That’s why Covington and Masvidal are in the UFC 272 main event this weekend. Longtime buddies and training partners at American Top Team in Coconut Creek, Florida, the two broke ties around 2017-18, depending on which of the combatants you talk to. It’s always a sad state of affairs when two friends have gone their separate ways, and Covington admits as much when asked if had seen the pre-fight feature on the fight done by the UFC production team.
"It's bittersweet because, on one hand, I remember talking with him all the time and being like, ‘If we have to fight someday, we'll cross that bridge when we get to it and we'll both make a lot of money and we can go back to being friends,’” Covington said. “But the other side of it is the way that it soured. He got real jealous when I beat Demian Maia and he lost to Demian Maia. It's like the old saying goes, everybody wants to see you doing well, but Jorge never wanted to see me doing better than him. So as soon as I started doing better than him, that's when he turned his back on me, backstabbed me, and started trying to undercut me in negotiations and make me look stupid in the media. Now I get to hold him accountable for all the words that he said to me and to the media.”
That desire to settle the score can be a double-edged sword, especially if emotions take Covington off his game plan and prompt him to fight Masvidal’s fight. If he stays cool, he could make it an easy fight. If he loses that cool and gets into a firefight, the advantage now swings to Masvidal’s side. Covington insists that he will do what he has been training to do once the Octagon door shuts.
“I stick to the game plan,” said Covington when asked how he keeps emotion out of Saturday’s bout. “My coaches - Cesar Carneiro, Daniel Valverde, Jonathan Lopez, Charlie Weis - they give me very good advice. You can't buy into the drama, you can't buy into the odds. You just have to focus on this fight. I'm fighting a guy that's coming to be the best he's ever been because there's so much hype around this fight and so much animosity that we're gonna get the best Jorge Masvidal we've ever got that night.
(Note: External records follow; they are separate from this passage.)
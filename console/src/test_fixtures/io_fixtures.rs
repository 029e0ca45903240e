// Copyright (c) 2026 R3BL LLC. Licensed under Apache License, Version 2.0.

use std::{io::{self, Read, Write},
          sync::Arc};

use crate::{StdMutex, lock_recovering};

/// Inbound sink that keeps everything written to it. Clones share the buffer.
#[derive(Debug, Clone, Default)]
pub struct SharedBuffer {
    bytes: Arc<StdMutex<Vec<u8>>>,
}

impl SharedBuffer {
    #[must_use]
    pub fn contents(&self) -> String {
        String::from_utf8_lossy(&lock_recovering(&self.bytes)).into_owned()
    }
}

impl Write for SharedBuffer {
    fn write(&mut self, buf: &[u8]) -> io::Result<usize> {
        lock_recovering(&self.bytes).extend_from_slice(buf);
        Ok(buf.len())
    }

    fn flush(&mut self) -> io::Result<()> { Ok(()) }
}

/// Inbound sink whose consumer is already gone.
#[derive(Debug, Clone, Copy, Default)]
pub struct FailingWriter;

impl Write for FailingWriter {
    fn write(&mut self, _buf: &[u8]) -> io::Result<usize> {
        Err(io::Error::new(io::ErrorKind::BrokenPipe, "Consumer went away"))
    }

    fn flush(&mut self) -> io::Result<()> { Ok(()) }
}

/// Outbound source that hands out its bytes at most `chunk_size` at a time, then
/// reports end of stream.
#[derive(Debug, Clone)]
pub struct ChunkedReader {
    bytes: Vec<u8>,
    position: usize,
    chunk_size: usize,
}

impl ChunkedReader {
    #[must_use]
    pub fn new(arg_bytes: impl Into<Vec<u8>>, chunk_size: usize) -> Self {
        Self {
            bytes: arg_bytes.into(),
            position: 0,
            chunk_size: chunk_size.max(1),
        }
    }
}

impl Read for ChunkedReader {
    fn read(&mut self, buf: &mut [u8]) -> io::Result<usize> {
        let remaining = &self.bytes[self.position..];
        let count = remaining.len().min(buf.len()).min(self.chunk_size);
        buf[..count].copy_from_slice(&remaining[..count]);
        self.position += count;
        Ok(count)
    }
}

/// Outbound source that returns `prefix` in one read, is interrupted once, and then
/// fails with `kind` forever.
#[derive(Debug)]
pub struct FailingReader {
    prefix: Option<Vec<u8>>,
    was_interrupted: bool,
    kind: io::ErrorKind,
}

impl FailingReader {
    #[must_use]
    pub fn new(prefix: Vec<u8>, kind: io::ErrorKind) -> Self {
        Self {
            prefix: Some(prefix),
            was_interrupted: false,
            kind,
        }
    }
}

impl Read for FailingReader {
    fn read(&mut self, buf: &mut [u8]) -> io::Result<usize> {
        if let Some(prefix) = self.prefix.take() {
            let count = prefix.len().min(buf.len());
            buf[..count].copy_from_slice(&prefix[..count]);
            return Ok(count);
        }
        if !self.was_interrupted {
            self.was_interrupted = true;
            return Err(io::Error::from(io::ErrorKind::Interrupted));
        }
        Err(io::Error::new(self.kind, "Simulated read failure"))
    }
}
So I keep my mind calm, I keep relaxed and I just stay focused on what's important, and that's going in there and getting my hand raised and doing whatever it takes to put on a show.”
When Covington is at his best, his swarming, punishing attack is compelling to watch, and it’s led him to his biggest wins over the likes of Rafael Dos Anjos, Robbie Lawler and Tyron Woodley – a trio of former world champions. Even when he’s lost to Usman, he was with the champion every step of the way, with a pair of intense and closely contested bouts being the result. Now he wants to get another crack at “The Nigerian Nightmare,” so staying composed and getting the win over Masvidal by any means necessary is the key, and he knows it.
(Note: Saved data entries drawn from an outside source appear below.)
// Copyright (c) 2026 R3BL LLC. Licensed under Apache License, Version 2.0.

// Attach sources.
pub mod miette_setup_global_report_handler;
pub mod type_aliases;

// Re-export.
pub use miette_setup_global_report_handler::*;
pub use type_aliases::*;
“It's still fighting, and anything can happen,” Covington admits. “The biggest thing is that with a fight like this, where there's so much drama and bad blood, and we used to be best friends and now we're bitter arch-rivals and probably hate each other the most out of anybody on this Earth, it's easy to get into a brawl because you want to prove a point. But my point will be proven by just dominating and sticking to my game plan anywhere I'm good and not getting drawn into a firefight because that's what he's gonna want. He's gonna want to kiss at me and blow stuff and say he's gonna baptize me and this and that, but I gotta stick to what's good - raw American steel and being the cardio king.”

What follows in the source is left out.